> **EXERCISE**
A word-for-word restatement of the data is what is needed.

> **EXCERPTED RECORDS**

//! Result and error types for Probar Scope.

use thiserror::Error;

/// Result type for Probar Scope operations
pub type ScopeResult<T> = Result<T, ScopeError>;

/// Errors that can occur in Probar Scope
#[derive(Debug, Error)]
pub enum ScopeError {
    /// A retry was requested with zero attempts
    #[error("Retry count must be positive, got {retries}")]
    InvalidRetryCount {
        /// Requested retry count
        retries: u32,
    },

    /// Cookies were supplied in a shape the session store cannot read
    #[error("Unsupported cookies shape: {message}")]
    UnsupportedCookieShape {
        /// Error message
        message: String,
    },

    /// Test name was empty or otherwise unusable
    #[error("Invalid test name: {message}")]
    InvalidTestName {
        /// Error message
        message: String,
    },

    /// Browser driver rejected a cookie operation
    #[error("Browser cookie operation failed: {message}")]
    BrowserCookie {
        /// Error message
        message: String,
    },

    /// A file could not be fetched from the remote browser container
    #[error("Remote file not found: {message}")]
    RemoteFileNotFound {
        /// Error message
        message: String,
    },

    /// A test video could not be fetched from the remote browser host
    #[error("Remote video not found: {message}")]
    RemoteVideoNotFound {
        /// Error message
        message: String,
    },

    /// Remote browser host error
    #[error("Remote host error: {message}")]
    RemoteHost {
        /// Error message
        message: String,
    },

    /// Issue tracker lookup failed
    #[error("Issue {issue_id} lookup failed: {message}")]
    IssueLookup {
        /// Issue number
        issue_id: u64,
        /// Error message
        message: String,
    },

    /// Configuration error
    #[error("Configuration error: {message}")]
    Config {
        /// Error message
        message: String,
    },

    /// I/O error
    #[error("I/O error: {0}")]
    Io(#[from] std::io::Error),

    /// YAML error
    #[error("YAML error: {0}")]
    Yaml(#[from] serde_yaml_ng::Error),
}

impl ScopeError {
    /// Create an unsupported cookie shape error
    #[must_use]
    pub fn unsupported_cookies(message: impl Into<String>) -> Self {
        Self::UnsupportedCookieShape {
            message: message.into(),
        }
    }

    /// Create a configuration error
    #[must_use]
    pub fn config(message: impl Into<String>) -> Self {
        Self::Config {
            message: message.into(),
        }
    }

    /// Create a remote file error
    #[must_use]
    pub fn remote_file(message: impl Into<String>) -> Self {
        Self::RemoteFileNotFound {
            message: message.into(),
        }
    }

    /// Create a remote video error
    #[must_use]
    pub fn remote_video(message: impl Into<String>) -> Self {
        Self::RemoteVideoNotFound {
            message: message.into(),
        }
    }

    /// Create a remote host error
    #[must_use]
    pub fn remote_host(message: impl Into<String>) -> Self {
        Self::RemoteHost {
            message: message.into(),
        }
    }

    /// Whether the error is caller misuse rather than an external failure
    #[must_use]
    pub const fn is_misuse(&self) -> bool {
        matches!(
            self,
            Self::InvalidRetryCount { .. }
                | Self::UnsupportedCookieShape { .. }
                | Self::InvalidTestName { .. }
                | Self::Config { .. }
        )
    }
}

> **ANSWER**
//! Result and error types for Probar Scope.

use thiserror::Error;

/// Result type for Probar Scope operations
pub type ScopeResult<T> = Result<T, ScopeError>;

/// Errors that can occur in Probar Scope
#[derive(Debug, Error)]
pub enum ScopeError {
    /// A retry was requested with zero attempts
    #[error("Retry count must be positive, got {retries}")]
    InvalidRetryCount {
        /// Requested retry count
        retries: u32,
    },

    /// Cookies were supplied in a shape the session store cannot read
    #[error("Unsupported cookies shape: {message}")]
    UnsupportedCookieShape {
        /// Error message
        message: String,
    },

    /// Test name was empty or otherwise unusable
    #[error("Invalid test name: {message}")]
    InvalidTestName {
        /// Error message
        message: String,
    },

    /// Browser driver rejected a cookie operation
    #[error("Browser cookie operation failed: {message}")]
    BrowserCookie {
        /// Error message
        message: String,
    },

    /// A file could not be fetched from the remote browser container
    #[error("Remote file not found: {message}")]
    RemoteFileNotFound {
        /// Error message
        message: String,
    },

    /// A test video could not be fetched from the remote browser host
    #[error("Remote video not found: {message}")]
    RemoteVideoNotFound {
        /// Error message
        message: String,
    },

    /// Remote browser host error
    #[error("Remote host error: {message}")]
    RemoteHost {
        /// Error message
        message: String,
    },

    /// Issue tracker lookup failed
    #[error("Issue {issue_id} lookup failed: {message}")]
    IssueLookup {
        /// Issue number
        issue_id: u64,
        /// Error message
        message: String,
    },

    /// Configuration error
    #[error("Configuration error: {message}")]
    Config {
        /// Error message
        message: String,
    },

    /// I/O error
    #[error("I/O error: {0}")]
    Io(#[from] std::io::Error),

    /// YAML error
    #[error("YAML error: {0}")]
    Yaml(#[from] serde_yaml_ng::Error),
}

impl ScopeError {
    /// Create an unsupported cookie shape error
    #[must_use]
    pub fn unsupported_cookies(message: impl Into<String>) -> Self {
        Self::UnsupportedCookieShape {
            message: message.into(),
        }
    }

    /// Create a configuration error
    #[must_use]
    pub fn config(message: impl Into<String>) -> Self {
        Self::Config {
            message: message.into(),
        }
    }

    /// Create a remote file error
    #[must_use]
    pub fn remote_file(message: impl Into<String>) -> Self {
        Self::RemoteFileNotFound {
            message: message.into(),
        }
    }

    /// Create a remote video error
    #[must_use]
    pub fn remote_video(message: impl Into<String>) -> Self {
        Self::RemoteVideoNotFound {
            message: message.into(),
        }
    }

    /// Create a remote host error
    #[must_use]
    pub fn remote_host(message: impl Into<String>) -> Self {
        Self::RemoteHost {
            message: message.into(),
        }
    }

    /// Whether the error is caller misuse rather than an external failure
    #[must_use]
    pub const fn is_misuse(&self) -> bool {
        matches!(
            self,
            Self::InvalidRetryCount { .. }
                | Self::UnsupportedCookieShape { .. }
                | Self::InvalidTestName { .. }
                | Self::Config { .. }
        )
    }
}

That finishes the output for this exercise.